Other News Materials 23 February 2008 04:01 (UTC +04:00)

( dpa )- Oscar-nominated Marion Cotillard and the film La Graine et le Mulet (The Secret of the Grain) were the big winners late Friday at the Cesars, the French equivalent of the Academy Awards.

As had been widely expected, Cotillard won the Cesar for best actress for her performance as the legendary French chanson singer Edith Piaf in the film La Mome (known internationally as La Vie en Rose or, in some English-language markets, The Passionate Life of Edith Piaf).

The 32-year-old Cotillard had already swept the Golden Globes and a host of other international film awards for her performance, and she is considered a co-favourite, with Julie Christie, to bag an Oscar on Sunday.

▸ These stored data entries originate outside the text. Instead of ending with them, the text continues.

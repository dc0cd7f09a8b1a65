//! Cache-line padding to keep per-worker state off shared lines.

use std::ops::{Deref, DerefMut};

/// Aligns the wrapped value to a cache line so adjacent reducer slots do not
/// false-share.
#[derive(Debug, Default)]
#[cfg_attr(
    any(target_arch = "x86_64", target_arch = "aarch64"),
    repr(align(128))
)]
#[cfg_attr(
    not(any(target_arch = "x86_64", target_arch = "aarch64")),
    repr(align(64))
)]
pub struct CachePadded<T> {
    value: T,
}

impl<T> CachePadded<T> {
    pub const fn new(value: T) -> Self {
        Self { value }
    }

    pub fn into_inner(self) -> T {
        self.value
    }
}

impl<T> Deref for CachePadded<T> {
    type Target = T;

    fn deref(&self) -> &T {
        &self.value
    }
}

impl<T> DerefMut for CachePadded<T> {
    fn deref_mut(&mut self) -> &mut T {
        &mut self.value
    }
}
use crate::config::Config;
use crate::error::{Error, Result};
use crate::executor::{with_worker_context, CpuPool, PoolShared};
use parking_lot::{Mutex, RwLock};
use std::collections::HashMap;
use std::sync::{Arc, OnceLock};
use std::thread::ThreadId;
use tracing::debug;

pub struct Runtime {
    pub(crate) pool: Arc<CpuPool>,
    config: Config,
}

impl Runtime {
    pub fn new(config: Config) -> Result<Self> {
        config.validate()?;

        let pool = CpuPool::new(&config)?;

        Ok(Self {
            pool: Arc::new(pool),
            config,
        })
    }

    pub fn config(&self) -> &Config {
        &self.config
    }

    pub fn num_threads(&self) -> usize {
        self.pool.num_threads()
    }
}

impl std::fmt::Debug for Runtime {
    fn fmt(&self, f: &mut std::fmt::Formatter<'_>) -> std::fmt::Result {
        f.debug_struct("Runtime")
            .field("pool", &self.pool)
            .finish()
    }
}

// Global runtime for the simple API
static GLOBAL_RUNTIME: RwLock<Option<Arc<Runtime>>> = RwLock::new(None);

// Thread-local runtime for isolated tests
thread_local! {
    static THREAD_RUNTIME: std::cell::RefCell<Option<Arc<Runtime>>> =
        const { std::cell::RefCell::new(None) };
}

// Track which threads have opted into thread-local runtimes
static THREAD_RUNTIME_MAP: OnceLock<Mutex<HashMap<ThreadId, bool>>> = OnceLock::new();

fn thread_runtime_map() -> &'static Mutex<HashMap<ThreadId, bool>> {
    THREAD_RUNTIME_MAP.get_or_init(|| Mutex::new(HashMap::new()))
}

fn uses_thread_local() -> bool {
    let thread_id = std::thread::current().id();
    thread_runtime_map()
        .lock()
        .get(&thread_id)
        .copied()
        .unwrap_or(false)
}

/// Initialize the global runtime with the default configuration.
pub fn init() -> Result<()> {
    init_with_config(Config::default())
}

pub fn init_with_config(config: Config) -> Result<()> {
    if uses_thread_local() {
        let occupied = THREAD_RUNTIME.with(|rt| rt.borrow().is_some());
        if occupied {
            return Err(Error::AlreadyInitialized);
        }

        let rt = Runtime::new(config)?;
        THREAD_RUNTIME.with(|cell| {
            *cell.borrow_mut() = Some(Arc::new(rt));
        });
        Ok(())
    } else {
        let mut runtime = GLOBAL_RUNTIME.write();

        if runtime.is_some() {
            return Err(Error::AlreadyInitialized);
        }

        let rt = Runtime::new(config)?;
        debug!(workers = rt.num_threads(), "runtime initialized");
        *runtime = Some(Arc::new(rt));
        Ok(())
    }
}

/// Initialize a runtime visible only to the calling thread.
///
/// Tests run on separate threads; thread-local mode keeps one test's
/// `shutdown` from tearing down another test's pool.
pub fn init_thread_local() -> Result<()> {
    init_thread_local_with_config(Config::default())
}

pub fn init_thread_local_with_config(config: Config) -> Result<()> {
    let thread_id = std::thread::current().id();
    thread_runtime_map().lock().insert(thread_id, true);

    let occupied = THREAD_RUNTIME.with(|rt| rt.borrow().is_some());
    if occupied {
        return Err(Error::AlreadyInitialized);
    }

    let rt = Runtime::new(config)?;
    THREAD_RUNTIME.with(|cell| {
        *cell.borrow_mut() = Some(Arc::new(rt));
    });
    Ok(())
}

pub(crate) fn current_runtime() -> Result<Arc<Runtime>> {
    if uses_thread_local() {
        THREAD_RUNTIME.with(|rt| rt.borrow().as_ref().cloned().ok_or(Error::NotInitialized))
    } else {
        GLOBAL_RUNTIME
            .read()
            .as_ref()
            .cloned()
            .ok_or(Error::NotInitialized)
    }
}

/// Resolve the pool the calling thread should schedule onto.
///
/// A pool worker always belongs to the pool that spawned it, regardless of
/// which runtime registry the thread could otherwise see.
pub(crate) fn current_pool() -> Result<Arc<PoolShared>> {
    if let Some(shared) = with_worker_context(|ctx| ctx.map(|c| c.shared.clone())) {
        return Ok(shared);
    }
    Ok(current_runtime()?.pool.shared().clone())
}

/// Tear down the calling thread's runtime (thread-local mode) or the global
/// runtime. Idle pools shut down immediately; a pool still referenced by an
/// in-flight scope drains through the scope's own joining.
pub fn shutdown() {
    if uses_thread_local() {
        THREAD_RUNTIME.with(|cell| {
            *cell.borrow_mut() = None;
        });
        let thread_id = std::thread::current().id();
        thread_runtime_map().lock().remove(&thread_id);
    } else {
        let mut runtime = GLOBAL_RUNTIME.write();
        *runtime = None;
    }
}

#[cfg(test)]
mod tests {
    use super::*;

    #[test]
    fn test_thread_local_init_and_double_init() {
        init_thread_local().unwrap();
        assert!(matches!(
            init_thread_local(),
            Err(Error::AlreadyInitialized)
        ));
        shutdown();
    }

    #[test]
    fn test_custom_config() {
        let config = Config::builder().num_threads(2).build().unwrap();
        init_thread_local_with_config(config).unwrap();

        let rt = current_runtime().unwrap();
        assert_eq!(rt.num_threads(), 2);
        assert_eq!(rt.config().worker_threads(), 2);

        shutdown();
    }

    #[test]
    fn test_not_initialized() {
        // Opt into thread-local mode without creating a runtime.
        let thread_id = std::thread::current().id();
        thread_runtime_map().lock().insert(thread_id, true);

        assert!(matches!(current_runtime(), Err(Error::NotInitialized)));
        assert!(matches!(current_pool(), Err(Error::NotInitialized)));

        shutdown();
    }
}
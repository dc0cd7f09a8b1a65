use crate::error::Result;
use crate::executor::panic_handler::TaskFault;
use crate::executor::{PoolShared, Task};
use crate::runtime::current_pool;
use crate::util::Backoff;
use crossbeam_channel::{unbounded, Receiver, Sender};
use parking_lot::Mutex;
use std::marker::PhantomData;
use std::panic::{catch_unwind, AssertUnwindSafe};
use std::sync::Arc;

/// A fork-join scope: tasks spawned through it are all joined before the
/// scope is released.
///
/// A panic in a spawned task does not abort its siblings; it is recorded
/// and re-raised from [`sync`](Scope::sync) (or the enclosing [`scope`]
/// call) once every task in the scope has completed.
pub struct Scope<'scope> {
    pool: Arc<PoolShared>,
    tx: Sender<()>,
    rx: Receiver<()>,
    spawned: usize,
    completed: usize,
    faults: Arc<Mutex<Vec<TaskFault>>>,
    _marker: PhantomData<&'scope mut &'scope ()>,
}

impl<'scope> Scope<'scope> {
    fn new(pool: Arc<PoolShared>) -> Self {
        let (tx, rx) = unbounded();
        Self {
            pool,
            tx,
            rx,
            spawned: 0,
            completed: 0,
            faults: Arc::new(Mutex::new(Vec::new())),
            _marker: PhantomData,
        }
    }

    /// Fork a child task.
    ///
    /// Never blocks. The child's start is unordered with the caller's
    /// continuation: it may run immediately on another worker or later on
    /// this one.
    pub fn spawn<F>(&mut self, f: F)
    where
        F: FnOnce() + Send + 'scope,
    {
        let tx = self.tx.clone();
        let faults = self.faults.clone();
        self.spawned += 1;

        // Erase 'scope. sync() runs before any borrow in `f` can expire,
        // and Drop joins as a backstop if the scope body unwinds first.
        let f: Box<dyn FnOnce() + Send + 'static> =
            unsafe { std::mem::transmute(Box::new(f) as Box<dyn FnOnce() + Send + 'scope>) };

        self.pool.schedule(Task::new(move || {
            if let Err(payload) = catch_unwind(AssertUnwindSafe(f)) {
                faults.lock().push(TaskFault::from_payload(payload.as_ref()));
            }
            let _ = tx.send(());
        }));
    }

    /// Join every task spawned so far.
    ///
    /// On return, all child writes are visible to the caller. If any child
    /// panicked, the first recorded fault is returned as
    /// [`Error::TaskPanicked`](crate::Error::TaskPanicked), but only after
    /// the remaining siblings have run to completion.
    pub fn sync(&mut self) -> Result<()> {
        self.join_all();

        let fault = self.faults.lock().drain(..).next();
        match fault {
            Some(fault) => Err(fault.into()),
            None => Ok(()),
        }
    }

    fn join_all(&mut self) {
        let mut backoff = Backoff::new();

        while self.completed < self.spawned {
            if self.rx.try_recv().is_ok() {
                self.completed += 1;
                backoff.reset();
            } else if self.pool.try_run_one() {
                // Helped another task along while our children finish;
                // keeps nested joins from idling the whole pool.
                backoff.reset();
            } else {
                backoff.wait();
            }
        }
    }
}

impl std::fmt::Debug for Scope<'_> {
    fn fmt(&self, f: &mut std::fmt::Formatter<'_>) -> std::fmt::Result {
        f.debug_struct("Scope")
            .field("spawned", &self.spawned)
            .field("completed", &self.completed)
            .finish()
    }
}

impl Drop for Scope<'_> {
    fn drop(&mut self) {
        // Borrows handed to spawn() must not outlive the scope even when
        // sync() was skipped (e.g. the scope body panicked).
        self.join_all();
    }
}

/// Run `f` with a fork-join scope on the current pool, joining all spawned
/// tasks before returning.
pub fn scope<'scope, F, R>(f: F) -> Result<R>
where
    F: FnOnce(&mut Scope<'scope>) -> R,
{
    scope_in(current_pool()?, f)
}

pub(crate) fn scope_in<'scope, F, R>(pool: Arc<PoolShared>, f: F) -> Result<R>
where
    F: FnOnce(&mut Scope<'scope>) -> R,
{
    let mut scope = Scope::new(pool);
    let result = f(&mut scope);
    scope.sync()?;
    Ok(result)
}

#[cfg(test)]
mod tests {
    use super::*;
    use crate::error::Error;
    use crate::runtime::{init_thread_local_with_config, shutdown};
    use crate::Config;
    use std::sync::atomic::{AtomicUsize, Ordering};

    fn with_runtime(test: impl FnOnce()) {
        init_thread_local_with_config(Config::builder().num_threads(4).build().unwrap()).unwrap();
        test();
        shutdown();
    }

    #[test]
    fn test_spawn_and_join() {
        with_runtime(|| {
            let counter = AtomicUsize::new(0);

            scope(|s| {
                for _ in 0..32 {
                    s.spawn(|| {
                        counter.fetch_add(1, Ordering::SeqCst);
                    });
                }
            })
            .unwrap();

            assert_eq!(counter.load(Ordering::SeqCst), 32);
        });
    }

    #[test]
    fn test_empty_scope_is_noop() {
        with_runtime(|| {
            let result = scope(|_| 7).unwrap();
            assert_eq!(result, 7);
        });
    }

    #[test]
    fn test_explicit_sync_mid_scope() {
        with_runtime(|| {
            let first = AtomicUsize::new(0);
            let second = AtomicUsize::new(0);

            scope(|s| {
                s.spawn(|| {
                    first.fetch_add(1, Ordering::SeqCst);
                });
                s.sync().unwrap();
                // The first wave is joined; its writes are visible here.
                assert_eq!(first.load(Ordering::SeqCst), 1);

                s.spawn(|| {
                    second.fetch_add(1, Ordering::SeqCst);
                });
            })
            .unwrap();

            assert_eq!(second.load(Ordering::SeqCst), 1);
        });
    }

    #[test]
    fn test_nested_scopes() {
        with_runtime(|| {
            let counter = AtomicUsize::new(0);

            scope(|outer| {
                for _ in 0..4 {
                    outer.spawn(|| {
                        scope(|inner| {
                            for _ in 0..4 {
                                inner.spawn(|| {
                                    counter.fetch_add(1, Ordering::SeqCst);
                                });
                            }
                        })
                        .unwrap();
                    });
                }
            })
            .unwrap();

            assert_eq!(counter.load(Ordering::SeqCst), 16);
        });
    }

    #[test]
    fn test_fault_deferred_until_siblings_finish() {
        with_runtime(|| {
            let healthy = AtomicUsize::new(0);

            let result = scope(|s| {
                s.spawn(|| {
                    healthy.fetch_add(1, Ordering::SeqCst);
                });
                s.spawn(|| panic!("deliberate fault"));
                s.spawn(|| {
                    healthy.fetch_add(1, Ordering::SeqCst);
                });
            });

            match result {
                Err(Error::TaskPanicked(msg)) => assert_eq!(msg, "deliberate fault"),
                other => panic!("expected TaskPanicked, got {:?}", other),
            }
            assert_eq!(healthy.load(Ordering::SeqCst), 2);
        });
    }
}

The Secret of the Grain, which is about dysfunctional Maghreb families in the southern French fishing port of Sete, received four Cesars: for best film; for best director and best screenplay, both to Abdel Kechiche; and for most promising actress to 21-year-old novice Hafsia Herzi.

The film had been awarded the Special Jury Prize at the 2007 Venice Film Festival, and Herzi, who had no acting experience before being cast by Kechiche, was named the festival's best young actress.

French-Iranian Marjane Satrapi picked up two Cesars for her adaptation of her graphic novel Persepolis, for best first film and for best adaptation. The film has been nominated for an Oscar for best animated film.

The German movie Das Leben der Anderen (The Lives of Others), which won last year's Academy Award for best foreign film, received the Cesar in the same category.

Other winners included Matthieu Almaric, for best actor for his performance as an almost totally paralyzed man in Julian Schnabel's The Diving Bell and the Butterfly; Julie Depardieu for best supporting actress in Claude Miller's Un Secret (A Secret); and Sami Bouajila as best supporting actor in The Witnesses by Andre Techine.